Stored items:
────────────────

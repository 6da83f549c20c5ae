//! Notification service port (driven/secondary port)
//!
//! This module defines the interface for sending desktop notifications
//! and displaying sync progress to the user. Implementations may use
//! D-Bus (libnotify), desktop-environment-specific APIs, or a fallback
//! mechanism.
//!
//! ## Design Notes
//!
//! - Uses `anyhow::Result` because notification delivery is adapter-specific.
//! - Notifications are fire-and-forget; the caller does not wait for
//!   user interaction.
//! - Progress reporting uses a `progress_id` to allow updating and
//!   clearing specific progress indicators.

use serde::{Deserialize, Serialize};

// ============================================================================
// T059: Notification struct and NotificationPriority enum
// ============================================================================

/// Priority level for a notification
///
/// Maps to urgency levels in notification systems (e.g., libnotify urgency).
#[derive(Debug, Clone, Copy, PartialEq, Eq, Serialize, Deserialize)]
#[serde(rename_all = "snake_case")]
pub enum NotificationPriority {
    /// Low priority, may not be shown immediately
    Low,
    /// Normal priority, shown in the notification area
    Normal,
    /// High priority, may trigger a banner or sound
    High,
    /// Critical priority, persists until acknowledged
    Critical,
}

impl Default for NotificationPriority {
    fn default() -> Self {
        NotificationPriority::Normal
    }
}

impl std::fmt::Display for NotificationPriority {
    fn fmt(&self, f: &mut std::fmt::Formatter<'_>) -> std::fmt::Result {
        let s = match self {
            NotificationPriority::Low => "low",
            NotificationPriority::Normal => "normal",
            NotificationPriority::High => "high",
            NotificationPriority::Critical => "critical",
        };
        write!(f, "{}", s)
    }
}

/// A notification to display to the user
///
/// Contains the content and metadata for a desktop notification.
/// Implementations may map `category` to notification categories
/// supported by the desktop environment.
#[derive(Debug, Clone, Serialize, Deserialize)]
pub struct Notification {
    /// Title of the notification (short, descriptive)
    pub title: String,
    /// Body text with details about the event
    pub body: String,
    /// Priority level affecting how the notification is displayed
    pub priority: NotificationPriority,
    /// Category for grouping/filtering (e.g., "sync", "conflict", "error")
    pub category: String,
}

impl Notification {
    /// Creates a new notification with the given title and body
    ///
    /// Uses `Normal` priority and an empty category by default.
    pub fn new(title: impl Into<String>, body: impl Into<String>) -> Self {
        Self {
            title: title.into(),
            body: body.into(),
            priority: NotificationPriority::Normal,
            category: String::new(),
        }
    }

    /// Sets the priority level
    pub fn with_priority(mut self, priority: NotificationPriority) -> Self {
        self.priority = priority;
        self
    }

    /// Sets the category
    pub fn with_category(mut self, category: impl Into<String>) -> Self {
        self.category = category.into();
        self
    }

    /// Creates a sync-related notification
    pub fn sync(title: impl Into<String>, body: impl Into<String>) -> Self {
        Self::new(title, body).with_category("sync")
    }

    /// Creates an error notification with High priority
    pub fn error(title: impl Into<String>, body: impl Into<String>) -> Self {
        Self::new(title, body)
            .with_priority(NotificationPriority::High)
            .with_category("error")
    }

    /// Creates a conflict notification with High priority
    pub fn conflict(title: impl Into<String>, body: impl Into<String>) -> Self {
        Self::new(title, body)
            .with_priority(NotificationPriority::High)
            .with_category("conflict")
    }
}

// ============================================================================
// NotificationService trait
// ============================================================================

/// Port trait for desktop notification and progress reporting
///
/// This is the interface for communicating sync status and events to the
/// user through the desktop environment's notification system.
///
/// ## Implementation Notes
///
/// - `notify` sends a one-shot notification (toast/banner).
/// - `show_progress` creates or updates a progress indicator identified
///   by `progress_id`. The `percent` value ranges from 0.0 to 100.0.
/// - `clear_progress` removes a progress indicator when the operation
///   is complete or cancelled.
/// - Implementations should gracefully handle notification failures
///   (e.g., missing notification daemon) without crashing.
#[async_trait::async_trait]
pub trait NotificationService: Send + Sync {
    /// Sends a desktop notification to the user
    ///
    /// # Arguments
    /// * `notification` - The notification content and metadata
    async fn notify(&self, notification: &Notification) -> anyhow::Result<()>;

    /// Shows or updates a progress indicator
    ///
    /// If a progress indicator with the given `progress_id` already exists,
    /// it is updated. Otherwise, a new one is created.
    ///
    /// # Arguments
    /// * `progress_id` - Unique identifier for this progress indicator
    /// * `title` - Description of the operation in progress
    /// * `percent` - Completion percentage (0.0 to 100.0)
    async fn show_progress(
        &self,
        progress_id: &str,
        title: &str,
        percent: f64,
    ) -> anyhow::Result<()>;

    /// Clears (removes) a progress indicator
    ///
    /// # Arguments
    /// * `progress_id` - The identifier of the progress indicator to remove
    async fn clear_progress(&self, progress_id: &str) -> anyhow::Result<()>;
}
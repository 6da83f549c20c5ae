//! Local filesystem port (driven/secondary port)
//!
//! This module defines the interface for interacting with the local
//! filesystem under the sync root: reading/writing files, computing
//! hashes, and watching for changes via inotify or a polling fallback.
//!
//! ## Design Notes
//!
//! - Uses `anyhow::Result` because filesystem errors are adapter-specific.
//! - Paths here are real, absolute `std::path::Path` values (the sync root
//!   joined with a `SyncPath`); the adapter, not the domain layer, owns
//!   that join.
//! - `FileObserver` uses synchronous callbacks because the OS delivers
//!   inotify events synchronously.
//! - `WatchHandle` is an RAII guard: dropping it stops watching.

use std::path::{Path, PathBuf};

use chrono::{DateTime, Utc};

use crate::domain::FileHash;

/// Snapshot of a file's state on the local filesystem.
#[derive(Debug, Clone)]
pub struct FileSystemState {
    pub exists: bool,
    pub is_file: bool,
    pub is_dir: bool,
    pub size: u64,
    pub modified: Option<DateTime<Utc>>,
}

impl FileSystemState {
    pub fn not_found() -> Self {
        Self {
            exists: false,
            is_file: false,
            is_dir: false,
            size: 0,
            modified: None,
        }
    }

    pub fn is_regular_file(&self) -> bool {
        self.exists && self.is_file
    }

    pub fn is_directory(&self) -> bool {
        self.exists && self.is_dir
    }
}

/// Observer for filesystem change events.
///
/// Callbacks may be invoked from a background thread (the inotify event
/// loop), so implementations must be thread-safe.
pub trait FileObserver: Send + Sync {
    fn on_created(&self, path: PathBuf);
    fn on_modified(&self, path: PathBuf);
    fn on_deleted(&self, path: PathBuf);
    fn on_renamed(&self, from: PathBuf, to: PathBuf);
}

/// RAII handle for an active filesystem watch. Dropping it stops the watch.
pub struct WatchHandle {
    stop_fn: Option<Box<dyn FnOnce() + Send>>,
}

impl WatchHandle {
    pub fn new(stop_fn: impl FnOnce() + Send + 'static) -> Self {
        Self {
            stop_fn: Some(Box::new(stop_fn)),
        }
    }

    pub fn stop(mut self) {
        if let Some(stop_fn) = self.stop_fn.take() {
            stop_fn();
        }
    }
}

impl Drop for WatchHandle {
    fn drop(&mut self) {
        if let Some(stop_fn) = self.stop_fn.take() {
            stop_fn();
        }
    }
}

impl std::fmt::Debug for WatchHandle {
    fn fmt(&self, f: &mut std::fmt::Formatter<'_>) -> std::fmt::Result {
        f.debug_struct("WatchHandle")
            .field("active", &self.stop_fn.is_some())
            .finish()
    }
}

/// Port trait for local filesystem operations under the sync root.
///
/// `write_file` writes to a `.partial` sibling and renames into place
/// implementations are expected to do so rather than truncate
/// the destination directly, so a crash mid-write never leaves a
/// half-written file at the real path.
#[async_trait::async_trait]
pub trait LocalFileSystem: Send + Sync {
    async fn read_file(&self, path: &Path) -> anyhow::Result<Vec<u8>>;

    async fn write_file_atomic(&self, path: &Path, data: &[u8]) -> anyhow::Result<()>;

    async fn delete_file(&self, path: &Path) -> anyhow::Result<()>;

    async fn get_state(&self, path: &Path) -> anyhow::Result<FileSystemState>;

    /// Computes the quickXorHash of a file, compatible with the remote
    /// provider's content hash for integrity comparison.
    async fn compute_hash(&self, path: &Path) -> anyhow::Result<FileHash>;

    async fn create_directory(&self, path: &Path) -> anyhow::Result<()>;

    async fn rename(&self, from: &Path, to: &Path) -> anyhow::Result<()>;

    /// Sets a file's modification time, used to apply the remote provider's
    /// authoritative mtime to a freshly-downloaded file before it's renamed
    /// into place.
    async fn set_mtime(&self, path: &Path, mtime: DateTime<Utc>) -> anyhow::Result<()>;

    /// Bytes free on the filesystem backing `path`, used by the safety
    /// checker's disk-space gate.
    async fn available_space(&self, path: &Path) -> anyhow::Result<u64>;

    /// Starts watching a directory tree for filesystem changes. Returns a
    /// `WatchHandle` that stops watching when dropped.
    async fn watch(&self, path: &Path) -> anyhow::Result<WatchHandle>;
}
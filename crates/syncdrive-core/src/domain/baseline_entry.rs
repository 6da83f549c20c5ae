//! Baseline entries and the mutable `Item` view built from them each cycle.
//!
//! `BaselineEntry` is what the baseline store persists between cycles: the
//! last state both sides were known to agree on. `Item` is the planner's
//! working copy for one path during a single cycle — the baseline entry
//! plus whatever local and remote observation layered on top of it.

use chrono::{DateTime, Utc};
use serde::{Deserialize, Serialize};

use super::newtypes::{CTag, DriveId, ETag, FileHash, ItemId, SyncPath};

/// What kind of filesystem object an entry represents. `Root` is the sync
/// root itself, tracked so the planner can anchor parent-id lookups without
/// a special-cased `None`.
#[derive(Debug, Clone, Copy, PartialEq, Eq, Serialize, Deserialize)]
#[serde(rename_all = "snake_case")]
pub enum ItemType {
    File,
    Folder,
    Root,
}

/// The last state both local and remote were known to agree on for a given
/// path. Rows are keyed by `(drive_id, item_id)`; `path` tracks the
/// last-known location so a subsequent move can be detected against it.
#[derive(Debug, Clone, Serialize, Deserialize)]
pub struct BaselineEntry {
    pub path: SyncPath,
    pub drive_id: DriveId,
    pub item_id: ItemId,
    pub parent_id: Option<ItemId>,
    pub item_type: ItemType,
    pub local_hash: Option<FileHash>,
    pub remote_hash: Option<FileHash>,
    pub size: u64,
    pub mtime: DateTime<Utc>,
    pub synced_at: DateTime<Utc>,
    pub etag: Option<ETag>,
    pub ctag: Option<CTag>,
    pub is_deleted: bool,
    pub deleted_at: Option<DateTime<Utc>>,
}

impl BaselineEntry {
    pub fn new(
        path: SyncPath,
        drive_id: DriveId,
        item_id: ItemId,
        parent_id: Option<ItemId>,
        item_type: ItemType,
    ) -> Self {
        let now = Utc::now();
        Self {
            path,
            drive_id,
            item_id,
            parent_id,
            item_type,
            local_hash: None,
            remote_hash: None,
            size: 0,
            mtime: now,
            synced_at: now,
            etag: None,
            ctag: None,
            is_deleted: false,
            deleted_at: None,
        }
    }

    /// Mark the entry deleted in place, keeping the row (rather than
    /// removing it) so a subsequent create at the same path is recognised
    /// as a fresh item, not a resurrection of stale identity.
    pub fn tombstone(&mut self) {
        self.is_deleted = true;
        self.deleted_at = Some(Utc::now());
    }

    pub fn is_folder(&self) -> bool {
        matches!(self.item_type, ItemType::Folder | ItemType::Root)
    }
}

/// The planner's per-path working copy for one cycle: the baseline entry
/// (if one exists) plus the local and remote state observed this pass.
#[derive(Debug, Clone, Serialize, Deserialize)]
pub struct Item {
    pub baseline: Option<BaselineEntry>,
    pub local_size: Option<u64>,
    pub local_mtime: Option<DateTime<Utc>>,
    pub remote_mtime: Option<DateTime<Utc>>,
    pub synced_size: Option<u64>,
    pub synced_mtime: Option<DateTime<Utc>>,
    pub synced_hash: Option<FileHash>,
    pub last_synced_at: Option<DateTime<Utc>>,
    pub is_deleted: bool,
    pub deleted_at: Option<DateTime<Utc>>,
}

impl Item {
    pub fn from_baseline(baseline: BaselineEntry) -> Self {
        Self {
            is_deleted: baseline.is_deleted,
            deleted_at: baseline.deleted_at,
            synced_mtime: Some(baseline.mtime),
            synced_size: Some(baseline.size),
            synced_hash: baseline.local_hash.clone(),
            last_synced_at: Some(baseline.synced_at),
            baseline: Some(baseline),
            local_size: None,
            local_mtime: None,
            remote_mtime: None,
        }
    }

    pub fn untracked() -> Self {
        Self {
            baseline: None,
            local_size: None,
            local_mtime: None,
            remote_mtime: None,
            synced_size: None,
            synced_mtime: None,
            synced_hash: None,
            last_synced_at: None,
            is_deleted: false,
            deleted_at: None,
        }
    }

    pub fn has_baseline(&self) -> bool {
        self.baseline.is_some()
    }
}

#[cfg(test)]
mod tests {
    use super::*;

    fn entry() -> BaselineEntry {
        BaselineEntry::new(
            SyncPath::new("docs/plan.txt").unwrap(),
            DriveId::new("drive1".to_string()).unwrap(),
            ItemId::new("item1".to_string()).unwrap(),
            None,
            ItemType::File,
        )
    }

    #[test]
    fn tombstone_sets_deleted_flag() {
        let mut e = entry();
        assert!(!e.is_deleted);
        e.tombstone();
        assert!(e.is_deleted);
        assert!(e.deleted_at.is_some());
    }

    #[test]
    fn root_and_folder_are_folders() {
        let mut e = entry();
        assert!(!e.is_folder());
        e.item_type = ItemType::Folder;
        assert!(e.is_folder());
        e.item_type = ItemType::Root;
        assert!(e.is_folder());
    }

    #[test]
    fn untracked_item_has_no_baseline() {
        let item = Item::untracked();
        assert!(!item.has_baseline());
    }

    #[test]
    fn from_baseline_carries_synced_fields() {
        let item = Item::from_baseline(entry());
        assert!(item.has_baseline());
        assert_eq!(item.synced_size, Some(0));
    }
}
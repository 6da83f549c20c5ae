//! syncdrive Baseline - SQLite-backed baseline store
//!
//! Persists the reconciliation baseline between sync cycles:
//! - One row per tracked `(drive_id, item_id)` entry
//! - The per-drive delta token and its pagination-completeness flag
//! - Conflict history

pub mod audit_repository;
pub mod error;
pub mod pool;
pub mod repository;

pub use audit_repository::SqliteAuditStore;
pub use error::BaselineError;
pub use pool::DatabasePool;
pub use repository::SqliteBaselineStore;
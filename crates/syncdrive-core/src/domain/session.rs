//! Sync cycle session and report
//!
//! A `SyncSession` tracks one engine cycle while it runs; once the cycle
//! finishes, `SyncSession::into_report` produces the `SyncCycleReport` that
//! the CLI prints and the audit log records.

use chrono::{DateTime, Utc};
use serde::{Deserialize, Serialize};

use super::newtypes::{CycleId, DeltaToken, ItemId};

/// Whether a cycle may push local changes to the remote, pull remote changes
/// to local, or both. `UploadOnly`/`DownloadOnly` exist for the CLI's
/// `--upload-only`/`--download-only` flags; the planner filters the full
/// bidirectional action set down to the permitted direction before dependency
/// ordering (moves and deletes on the disallowed side are simply skipped,
/// not queued and failed).
#[derive(Debug, Clone, Copy, PartialEq, Eq, Serialize, Deserialize)]
#[serde(rename_all = "snake_case")]
pub enum SyncMode {
    Both,
    UploadOnly,
    DownloadOnly,
}

impl Default for SyncMode {
    fn default() -> Self {
        SyncMode::Both
    }
}

/// Current status of a running or finished cycle.
#[derive(Debug, Clone, PartialEq, Eq, Serialize, Deserialize)]
#[serde(rename_all = "snake_case")]
pub enum SessionStatus {
    Running,
    Completed,
    Failed(String),
    Cancelled,
}

/// A single action failure recorded during a cycle, kept alongside the
/// aggregate counters in the final report.
#[derive(Debug, Clone, Serialize, Deserialize)]
pub struct SessionError {
    pub item_id: Option<ItemId>,
    pub path: String,
    pub message: String,
    pub occurred_at: DateTime<Utc>,
}

impl SessionError {
    pub fn new(path: impl Into<String>, message: impl Into<String>) -> Self {
        Self {
            item_id: None,
            path: path.into(),
            message: message.into(),
            occurred_at: Utc::now(),
        }
    }

    pub fn with_item_id(mut self, item_id: ItemId) -> Self {
        self.item_id = Some(item_id);
        self
    }
}

/// Per-action-type counters executed during one cycle.
#[derive(Debug, Clone, Default, Serialize, Deserialize)]
pub struct ActionCounts {
    pub folder_creates: u64,
    pub moves: u64,
    pub downloads: u64,
    pub uploads: u64,
    pub local_deletes: u64,
    pub remote_deletes: u64,
    pub conflicts: u64,
    pub synced_updates: u64,
    pub cleanups: u64,
}

impl ActionCounts {
    pub fn total(&self) -> u64 {
        self.folder_creates
            + self.moves
            + self.downloads
            + self.uploads
            + self.local_deletes
            + self.remote_deletes
            + self.conflicts
            + self.synced_updates
            + self.cleanups
    }
}

/// A running sync cycle: created when the engine begins a pass over the
/// planner/executor pipeline, mutated as actions complete, and converted
/// into a `SyncCycleReport` once the cycle ends.
#[derive(Debug, Clone, Serialize, Deserialize)]
pub struct SyncSession {
    pub id: CycleId,
    pub mode: SyncMode,
    pub dry_run: bool,
    pub started_at: DateTime<Utc>,
    pub finished_at: Option<DateTime<Utc>>,
    pub status: SessionStatus,
    pub counts: ActionCounts,
    pub succeeded: u64,
    pub failed: u64,
    pub bytes_uploaded: u64,
    pub bytes_downloaded: u64,
    pub delta_token_start: Option<DeltaToken>,
    pub delta_token_end: Option<DeltaToken>,
    pub errors: Vec<SessionError>,
}

impl SyncSession {
    pub fn start(mode: SyncMode, dry_run: bool, delta_token_start: Option<DeltaToken>) -> Self {
        Self {
            id: CycleId::new(),
            mode,
            dry_run,
            started_at: Utc::now(),
            finished_at: None,
            status: SessionStatus::Running,
            counts: ActionCounts::default(),
            succeeded: 0,
            failed: 0,
            bytes_uploaded: 0,
            bytes_downloaded: 0,
            delta_token_start,
            delta_token_end: None,
            errors: Vec::new(),
        }
    }

    pub fn record_failure(&mut self, error: SessionError) {
        self.failed += 1;
        self.errors.push(error);
    }

    pub fn record_success(&mut self) {
        self.succeeded += 1;
    }

    pub fn finish(&mut self, delta_token_end: Option<DeltaToken>) {
        self.finished_at = Some(Utc::now());
        self.delta_token_end = delta_token_end;
        self.status = if self.failed == 0 {
            SessionStatus::Completed
        } else {
            SessionStatus::Failed(format!("{} action(s) failed", self.failed))
        };
    }

    pub fn cancel(&mut self) {
        self.finished_at = Some(Utc::now());
        self.status = SessionStatus::Cancelled;
    }

    pub fn duration(&self) -> Option<chrono::Duration> {
        self.finished_at.map(|end| end - self.started_at)
    }

    /// Convert a finished session into the report shape the CLI and audit
    /// log consume. Panics in debug builds if the session is still running;
    /// callers always call this after `finish`/`cancel`.
    pub fn into_report(self) -> SyncCycleReport {
        let duration_ms = self
            .duration()
            .map(|d| d.num_milliseconds().max(0) as u64)
            .unwrap_or(0);
        SyncCycleReport {
            mode: self.mode,
            dry_run: self.dry_run,
            duration_ms,
            counts: self.counts,
            succeeded: self.succeeded,
            failed: self.failed,
            errors: self.errors,
        }
    }
}

/// The sync cycle report: what the CLI prints at the end of a pass and what
/// gets handed to the audit trail's `SyncComplete` entry.
#[derive(Debug, Clone, Serialize, Deserialize)]
pub struct SyncCycleReport {
    pub mode: SyncMode,
    pub dry_run: bool,
    pub duration_ms: u64,
    pub counts: ActionCounts,
    pub succeeded: u64,
    pub failed: u64,
    pub errors: Vec<SessionError>,
}
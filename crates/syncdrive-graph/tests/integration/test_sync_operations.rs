//! Integration tests for sync operations (upload/download)
//!
//! Verifies end-to-end behavior of file upload and download operations
//! against a wiremock-based Graph API mock server.

use syncdrive_core::domain::ItemId;
use syncdrive_graph::{client::GraphClient, upload};
use wiremock::{
    matchers::{method, path},
    Mock, MockServer, ResponseTemplate,
};

use crate::common;

// ============================================================================
// Download tests
// ============================================================================

#[tokio::test]
async fn test_download_file_returns_content() {
    let (server, client) = common::setup_graph_mock().await;

    let file_content = b"Hello, OneDrive! This is test content.";
    common::mount_download(&server, "download-001", file_content).await;

    let item_id = ItemId::new("download-001".to_string()).unwrap();
    let data = client
        .download_file(&item_id)
        .await
        .expect("Download failed");

    assert_eq!(data, file_content);
}

#[tokio::test]
async fn test_download_large_file() {
    let (server, client) = common::setup_graph_mock().await;

    let file_content: Vec<u8> = (0..1_048_576).map(|i| (i % 256) as u8).collect();
    common::mount_download(&server, "large-001", &file_content).await;

    let item_id = ItemId::new("large-001".to_string()).unwrap();
    let data = client
        .download_file(&item_id)
        .await
        .expect("Large download failed");

    assert_eq!(data.len(), 1_048_576);
    assert_eq!(data, file_content);
}

#[tokio::test]
async fn test_download_empty_file() {
    let (server, client) = common::setup_graph_mock().await;

    common::mount_download(&server, "empty-001", &[]).await;

    let item_id = ItemId::new("empty-001".to_string()).unwrap();
    let data = client
        .download_file(&item_id)
        .await
        .expect("Empty download failed");

    assert!(data.is_empty());
}

#[tokio::test]
async fn test_download_range_returns_partial_content() {
    let server = MockServer::start().await;

    let full_content = b"0123456789ABCDEF";
    Mock::given(method("GET"))
        .and(path("/me/drive/items/range-001/content"))
        .respond_with(
            ResponseTemplate::new(206)
                .set_body_bytes(full_content[4..10].to_vec())
                .append_header("Content-Range", "bytes 4-9/16"),
        )
        .mount(&server)
        .await;

    let client = GraphClient::with_base_url("test-token", server.uri());
    let item_id = ItemId::new("range-001".to_string()).unwrap();

    let data = client
        .download_file_range(&item_id, 4, 6)
        .await
        .expect("Ranged download failed");

    assert_eq!(data, full_content[4..10]);
}

// ============================================================================
// Upload tests
// ============================================================================

#[tokio::test]
async fn test_upload_small_file() {
    let (server, client) = common::setup_graph_mock().await;

    common::mount_upload_small(&server, "parent-001", "test.txt", "upload-001", "test.txt").await;

    let parent_id = ItemId::new("parent-001".to_string()).unwrap();
    let data = b"Small file content for upload test";

    let result = upload::upload_small(&client, &parent_id, "test.txt", data, None)
        .await
        .expect("Small upload failed");

    assert_eq!(result.item_id.as_str(), "upload-001");
    assert_eq!(result.name, "test.txt");
    assert!(!result.is_deleted);
    assert!(!result.is_folder);
}

// ============================================================================
// Error handling tests
// ============================================================================

#[tokio::test]
async fn test_download_returns_error_on_404() {
    let server = MockServer::start().await;

    Mock::given(method("GET"))
        .and(path("/me/drive/items/nonexistent/content"))
        .respond_with(ResponseTemplate::new(404).set_body_json(serde_json::json!({
            "error": {
                "code": "itemNotFound",
                "message": "Item not found"
            }
        })))
        .mount(&server)
        .await;

    let client = GraphClient::with_base_url("test-token", server.uri());
    let item_id = ItemId::new("nonexistent".to_string()).unwrap();

    let result = client.download_file(&item_id).await;
    assert!(result.is_err());
}

#[tokio::test]
async fn test_user_info_returns_error_on_401() {
    let server = MockServer::start().await;

    Mock::given(method("GET"))
        .and(path("/me"))
        .respond_with(ResponseTemplate::new(401).set_body_json(serde_json::json!({
            "error": {
                "code": "InvalidAuthenticationToken",
                "message": "Access token has expired"
            }
        })))
        .mount(&server)
        .await;

    let client = GraphClient::with_base_url("expired-token", server.uri());

    let result = client.get_user_info().await;
    assert!(result.is_err());
}
//! Conflict domain entities
//!
//! A conflict is recorded when the planner sees the same path changed on
//! both sides since baseline in a way that can't be reconciled by a plain
//! upload/download (the planner's classification routes these cases here
//! instead of emitting a transfer action).

use chrono::{DateTime, Utc};
use serde::{Deserialize, Serialize};

use super::newtypes::{ConflictId, DriveId, FileHash, ItemId, SyncPath};

/// How the conflicting path diverged. `EditDelete` covers both orderings
/// (edited on one side, deleted on the other); the baseline alone can't
/// tell which side moved first, only that both sides disagree with it.
#[derive(Debug, Clone, Copy, PartialEq, Eq, Serialize, Deserialize)]
#[serde(rename_all = "snake_case")]
pub enum ConflictType {
    EditEdit,
    EditDelete,
    CreateCreate,
}

/// The chosen resolution. `Unresolved` is the transient state between
/// detection and resolution; a persisted `ConflictRecord` with this
/// resolution means resolution failed or was deferred.
#[derive(Debug, Clone, Copy, PartialEq, Eq, Serialize, Deserialize)]
#[serde(rename_all = "snake_case")]
pub enum Resolution {
    KeepBoth,
    KeepLocal,
    KeepRemote,
    Unresolved,
}

/// Who picked the resolution. Every conflict this engine resolves does so
/// automatically under a fixed policy; `User` is reserved for a future
/// interactive resolution path and is not produced by the conflict handler
/// today.
#[derive(Debug, Clone, Copy, PartialEq, Eq, Serialize, Deserialize)]
#[serde(rename_all = "snake_case")]
pub enum ResolvedBy {
    Auto,
    User,
}

/// One side's state at the moment the conflict was detected.
#[derive(Debug, Clone, Serialize, Deserialize)]
pub struct VersionInfo {
    pub hash: Option<FileHash>,
    pub size_bytes: u64,
    pub modified_at: DateTime<Utc>,
}

impl VersionInfo {
    pub fn new(hash: Option<FileHash>, size_bytes: u64, modified_at: DateTime<Utc>) -> Self {
        Self {
            hash,
            size_bytes,
            modified_at,
        }
    }
}

/// A persisted record of a detected conflict and, once resolved, how it was
/// resolved.
#[derive(Debug, Clone, Serialize, Deserialize)]
pub struct ConflictRecord {
    pub id: ConflictId,
    pub drive_id: DriveId,
    pub item_id: Option<ItemId>,
    pub path: SyncPath,
    pub conflict_type: ConflictType,
    pub detected_at: DateTime<Utc>,
    pub local: VersionInfo,
    pub remote: VersionInfo,
    pub resolution: Resolution,
    pub resolved_at: Option<DateTime<Utc>>,
    pub resolved_by: Option<ResolvedBy>,
}

impl ConflictRecord {
    pub fn detect(
        drive_id: DriveId,
        item_id: Option<ItemId>,
        path: SyncPath,
        conflict_type: ConflictType,
        local: VersionInfo,
        remote: VersionInfo,
    ) -> Self {
        Self {
            id: ConflictId::new(),
            drive_id,
            item_id,
            path,
            conflict_type,
            detected_at: Utc::now(),
            local,
            remote,
            resolution: Resolution::Unresolved,
            resolved_at: None,
            resolved_by: None,
        }
    }

    pub fn resolve(&mut self, resolution: Resolution, resolved_by: ResolvedBy) {
        self.resolution = resolution;
        self.resolved_by = Some(resolved_by);
        self.resolved_at = Some(Utc::now());
    }

    pub fn is_resolved(&self) -> bool {
        !matches!(self.resolution, Resolution::Unresolved)
    }
}

#[cfg(test)]
mod tests {
    use super::*;

    fn version(hash: &str) -> VersionInfo {
        VersionInfo::new(
            Some(FileHash::new(format!("{:0<28}", hash)).unwrap_or_else(|_| {
                FileHash::new("AAAAAAAAAAAAAAAAAAAAAAAAAAAA".to_string()).unwrap()
            })),
            100,
            Utc::now(),
        )
    }

    #[test]
    fn detect_starts_unresolved() {
        let record = ConflictRecord::detect(
            DriveId::new("drive1".to_string()).unwrap(),
            Some(ItemId::new("item1".to_string()).unwrap()),
            SyncPath::new("docs/plan.txt").unwrap(),
            ConflictType::EditEdit,
            version("a"),
            version("b"),
        );
        assert_eq!(record.resolution, Resolution::Unresolved);
        assert!(!record.is_resolved());
    }

    #[test]
    fn resolve_sets_resolved_fields() {
        let mut record = ConflictRecord::detect(
            DriveId::new("drive1".to_string()).unwrap(),
            None,
            SyncPath::new("docs/plan.txt").unwrap(),
            ConflictType::CreateCreate,
            version("a"),
            version("b"),
        );
        record.resolve(Resolution::KeepBoth, ResolvedBy::Auto);
        assert!(record.is_resolved());
        assert_eq!(record.resolved_by, Some(ResolvedBy::Auto));
        assert!(record.resolved_at.is_some());
    }
}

────────────────

◆ PROBLEM STATEMENT
Report all lines above with "errors".

◆ EXERCISE ANSWER
//! - Uses `anyhow::Result` because filesystem errors are adapter-specific.
    pub errors: Vec<SessionError>,
            errors: Vec::new(),
        self.errors.push(error);
            errors: self.errors,
    pub errors: Vec<SessionError>,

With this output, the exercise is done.